Abstract Myxovirus resistance 1 (Mx1), a member of the dynamin-like GTPase family, has been long described to have an important function as a cell-intrinsic mechanism with broad antiviral activity against a wide range of viruses. How Mx1 imparts its antiviral activity, however, has been elusive and remains unknown. In this study we seek to understand the mechanism by which Mx1 inhibits Influenza A virus (IAV) infection in vitro. Here we found knock-down of Mx1 expression in A549 cells led to a significant reduction in the expression of interferon-stimulated genes (ISGs) following infection with IAV, along with increased viral replication.
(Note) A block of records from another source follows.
//! Whole-operation error taxonomy for columnar string transforms.
//!
//! Every kernel in this workspace is all-or-nothing: on any failure the
//! caller gets an error and no partial output column.

/// Errors from columnar string operations.
#[derive(Debug, Clone, PartialEq, Eq)]
pub enum ColumnError {
    /// A width (or similar size argument) outside its valid range.
    /// Widths must be at least 1; zero is rejected before any row is read.
    InvalidWidth(usize),
    /// The offsets table violates the column invariant
    /// (`offset[i] <= offset[i + 1]`, last offset == buffer length).
    InvalidOffsets { index: usize },
    /// The output character buffer could not be allocated.
    Allocation { bytes: usize },
    /// A row's bytes are not valid UTF-8.
    Encoding { row: usize },
    /// A kernel invariant was violated. This indicates a bug in the
    /// kernel itself, never bad caller input.
    Internal(&'static str),
}

impl std::fmt::Display for ColumnError {
    fn fmt(&self, f: &mut std::fmt::Formatter<'_>) -> std::fmt::Result {
        match self {
            Self::InvalidWidth(w) => write!(f, "invalid width {w}: must be at least 1"),
            Self::InvalidOffsets { index } => {
                write!(f, "offsets table invalid at index {index}")
            }
            Self::Allocation { bytes } => {
                write!(f, "failed to allocate output buffer of {bytes} bytes")
            }
            Self::Encoding { row } => write!(f, "row {row} is not valid UTF-8"),
            Self::Internal(msg) => write!(f, "internal invariant violated: {msg}"),
        }
    }
}

impl std::error::Error for ColumnError {}
// パス: src/strpool.rs
// 役割: 出力三系統で共有する重複排除済み文字列プールを実装する
// 意図: 名前・型文字列を単一のバッファに集約し、安定なオフセットで参照させる
// 関連ファイル: src/emit/builtins.rs, src/emit/mod.rs

use std::collections::HashMap;
use std::fmt::Write as _;

/// NUL 区切りの文字列プール。オフセット 0 は常に空文字列。
///
/// 構築後は読み出し専用で、挿入順がそのまま出力順になる。
#[derive(Debug)]
pub struct StringPool {
    entries: Vec<String>,
    offsets: HashMap<String, u32>,
    len: u32,
}

impl StringPool {
    pub fn new() -> Self {
        let mut pool = Self {
            entries: Vec::new(),
            offsets: HashMap::new(),
            len: 0,
        };
        // オフセット 0 を空文字列に予約する
        pool.get_or_add("");
        pool
    }

    /// 文字列を登録しオフセットを返す。既登録なら既存のオフセット。
    pub fn get_or_add(&mut self, s: &str) -> u32 {
        if let Some(&offset) = self.offsets.get(s) {
            return offset;
        }
        let offset = self.len;
        self.entries.push(s.to_string());
        self.offsets.insert(s.to_string(), offset);
        self.len += s.len() as u32 + 1; // 終端 NUL の分
        offset
    }

    /// 既登録文字列のオフセット。
    pub fn offset_of(&self, s: &str) -> Option<u32> {
        self.offsets.get(s).copied()
    }

    /// プール全体を C の文字列定数として書き出す。
    pub fn emit_table(&self, name: &str, out: &mut String) {
        let _ = writeln!(out, "static const char {name}[] =");
        for entry in &self.entries {
            let _ = writeln!(out, "  \"{}\\0\"", escape_c(entry));
        }
        out.push_str(";\n");
    }
}

impl Default for StringPool {
    fn default() -> Self {
        Self::new()
    }
}

fn escape_c(s: &str) -> String {
    let mut escaped = String::with_capacity(s.len());
    for c in s.chars() {
        match c {
            '"' => escaped.push_str("\\\""),
            '\\' => escaped.push_str("\\\\"),
            '\n' => escaped.push_str("\\n"),
            _ => escaped.push(c),
        }
    }
    escaped
}
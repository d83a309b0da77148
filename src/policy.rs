// パス: src/policy.rs
// 役割: tail/mask ポリシーの値型と、ファミリごとのポリシー供給方式（スキーム）を定義する
// 意図: ポリシー変種の展開規則と属性ビット・名前サフィックスの対応を一箇所で管理する
// 関連ファイル: src/expand.rs, src/emit/codegen.rs, src/record.rs

use serde::{Deserialize, Serialize};

/// アクティブ範囲外要素の扱い。Undisturbed が属性ビットのゼロ値。
#[derive(Clone, Copy, Debug, PartialEq, Eq, PartialOrd, Ord, Hash)]
pub enum PolicyValue {
    Undisturbed,
    Agnostic,
}

/// tail × mask の 2 ビットポリシー対。
///
/// サフィックスなしの既定インスタンスは tail-agnostic / mask-agnostic。
/// 属性ビットは bit0 = tail-agnostic, bit1 = mask-agnostic で、
/// 両 undisturbed がゼロ値になる。
#[derive(Clone, Copy, Debug, PartialEq, Eq, PartialOrd, Ord, Hash)]
pub struct Policy {
    pub tail: PolicyValue,
    pub mask: PolicyValue,
}

impl Policy {
    pub const fn new(tail: PolicyValue, mask: PolicyValue) -> Self {
        Self { tail, mask }
    }

    /// サフィックスなしインスタンスに与える既定ポリシー（TAMA）。
    pub const DEFAULT: Self = Self::new(PolicyValue::Agnostic, PolicyValue::Agnostic);
    /// `_tu`（unmasked 変種）。
    pub const TU: Self = Self::new(PolicyValue::Undisturbed, PolicyValue::Agnostic);
    /// `_tum`。
    pub const TUM: Self = Self::new(PolicyValue::Undisturbed, PolicyValue::Agnostic);
    /// `_tumu`。
    pub const TUMU: Self = Self::new(PolicyValue::Undisturbed, PolicyValue::Undisturbed);
    /// `_mu`。
    pub const MU: Self = Self::new(PolicyValue::Agnostic, PolicyValue::Undisturbed);

    pub fn is_ta(self) -> bool {
        self.tail == PolicyValue::Agnostic
    }

    pub fn is_tu(self) -> bool {
        self.tail == PolicyValue::Undisturbed
    }

    pub fn is_tama(self) -> bool {
        self.tail == PolicyValue::Agnostic && self.mask == PolicyValue::Agnostic
    }

    pub fn is_tuma(self) -> bool {
        self.tail == PolicyValue::Undisturbed && self.mask == PolicyValue::Agnostic
    }

    pub fn is_tamu(self) -> bool {
        self.tail == PolicyValue::Agnostic && self.mask == PolicyValue::Undisturbed
    }

    pub fn is_tumu(self) -> bool {
        self.tail == PolicyValue::Undisturbed && self.mask == PolicyValue::Undisturbed
    }

    /// codegen に渡す属性ビット（bit0 = tail-agnostic, bit1 = mask-agnostic）。
    pub fn attrs_bits(self) -> u8 {
        let mut bits = 0;
        if self.tail == PolicyValue::Agnostic {
            bits |= 0x1;
        }
        if self.mask == PolicyValue::Agnostic {
            bits |= 0x2;
        }
        bits
    }
}

/// ポリシーを operand 列へどう織り込むかの方式。
#[derive(Clone, Copy, Debug, PartialEq, Eq, Hash, Serialize, Deserialize)]
pub enum PolicyScheme {
    /// ポリシーを一切受け取らない。
    None,
    /// ポリシー属性を定数 operand として末尾に渡す。
    HasPolicyOperand,
    /// undisturbed 用の passthru operand を先頭引数として受け取る。
    HasPassthruOperand,
}

impl PolicyScheme {
    /// 永続形式用のコード値。
    pub fn code(self) -> u8 {
        match self {
            PolicyScheme::None => 0,
            PolicyScheme::HasPolicyOperand => 1,
            PolicyScheme::HasPassthruOperand => 2,
        }
    }
}

impl Default for PolicyScheme {
    fn default() -> Self {
        PolicyScheme::None
    }
}

/// unmasked 側で既定以外に展開するポリシー集合。
pub fn supported_unmasked_policies() -> Vec<Policy> {
    vec![Policy::TU]
}

/// masked 側で既定以外に展開するポリシー集合。
///
/// tail/mask どちらのポリシーも持たないファミリは空集合を返し、スキームが
/// ポリシーを要求していれば呼び出し側で設定不整合として扱う。
pub fn supported_masked_policies(has_tail_policy: bool, has_mask_policy: bool) -> Vec<Policy> {
    match (has_tail_policy, has_mask_policy) {
        (true, true) => vec![Policy::TUM, Policy::TUMU, Policy::MU],
        (true, false) => vec![Policy::TUM],
        (false, true) => vec![Policy::MU],
        (false, false) => Vec::new(),
    }
}

/// ポリシーと FRM operand の有無から名前サフィックスを決める。
///
/// `_rm` と masked 既定の `_m` は builtin 名のみに付き、オーバーロード名には
/// 付かない。`_tu` 系の変種サフィックスは両方に付く。
pub fn name_suffixes(masked: bool, policy: Policy, has_frm: bool) -> (String, String) {
    let mut builtin = String::new();
    let mut overloaded = String::new();
    if has_frm {
        builtin.push_str("_rm");
    }
    if masked {
        if policy.is_tumu() {
            builtin.push_str("_tumu");
            overloaded.push_str("_tumu");
        } else if policy.is_tuma() {
            builtin.push_str("_tum");
            overloaded.push_str("_tum");
        } else if policy.is_tamu() {
            builtin.push_str("_mu");
            overloaded.push_str("_mu");
        } else {
            builtin.push_str("_m");
        }
    } else if policy.is_tu() {
        builtin.push_str("_tu");
        overloaded.push_str("_tu");
    }
    (builtin, overloaded)
}

#[cfg(test)]
mod tests {
    use super::*;

    #[test]
    /// 属性ビットの符号化規約（bit0 = TA, bit1 = MA）を固定する。
    fn policy_attrs_bits_convention() {
        assert_eq!(Policy::DEFAULT.attrs_bits(), 0x3);
        assert_eq!(Policy::TU.attrs_bits(), 0x2);
        assert_eq!(Policy::TUMU.attrs_bits(), 0x0);
        assert_eq!(Policy::MU.attrs_bits(), 0x1);
    }

    #[test]
    fn masked_policy_sets_depend_on_capabilities() {
        assert_eq!(supported_masked_policies(true, true).len(), 3);
        assert_eq!(supported_masked_policies(true, false), vec![Policy::TUM]);
        assert_eq!(supported_masked_policies(false, true), vec![Policy::MU]);
        assert!(supported_masked_policies(false, false).is_empty());
    }
}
This observation is corroborated by decreased phosphorylation of interferon regulatory factor 3 (IRF3), a key transcription factor in the transcription of the ISGs, in cells depleted of Mx1. Though Mx1 is itself an ISG and its expression is upregulated in response to IFN receptor signaling, we found that it is present basally at low levels. A significant pool of Mx1 was found in the mitochondrial fraction in experiments examining its localization within the cell. Furthermore, immunoprecipitation of Mx1 in resting cells followed by mass spectrometry to investigate its potential interactions revealed a number of proteins known to be localized to the mitochondrial membrane, a location known to be an important platform for MAVS-dependent initiation of the interferon response to RNA viruses. These data taken together suggests a potential cooperative role for Mx1 in the recognition and initiation of the antiviral program during IAV infection.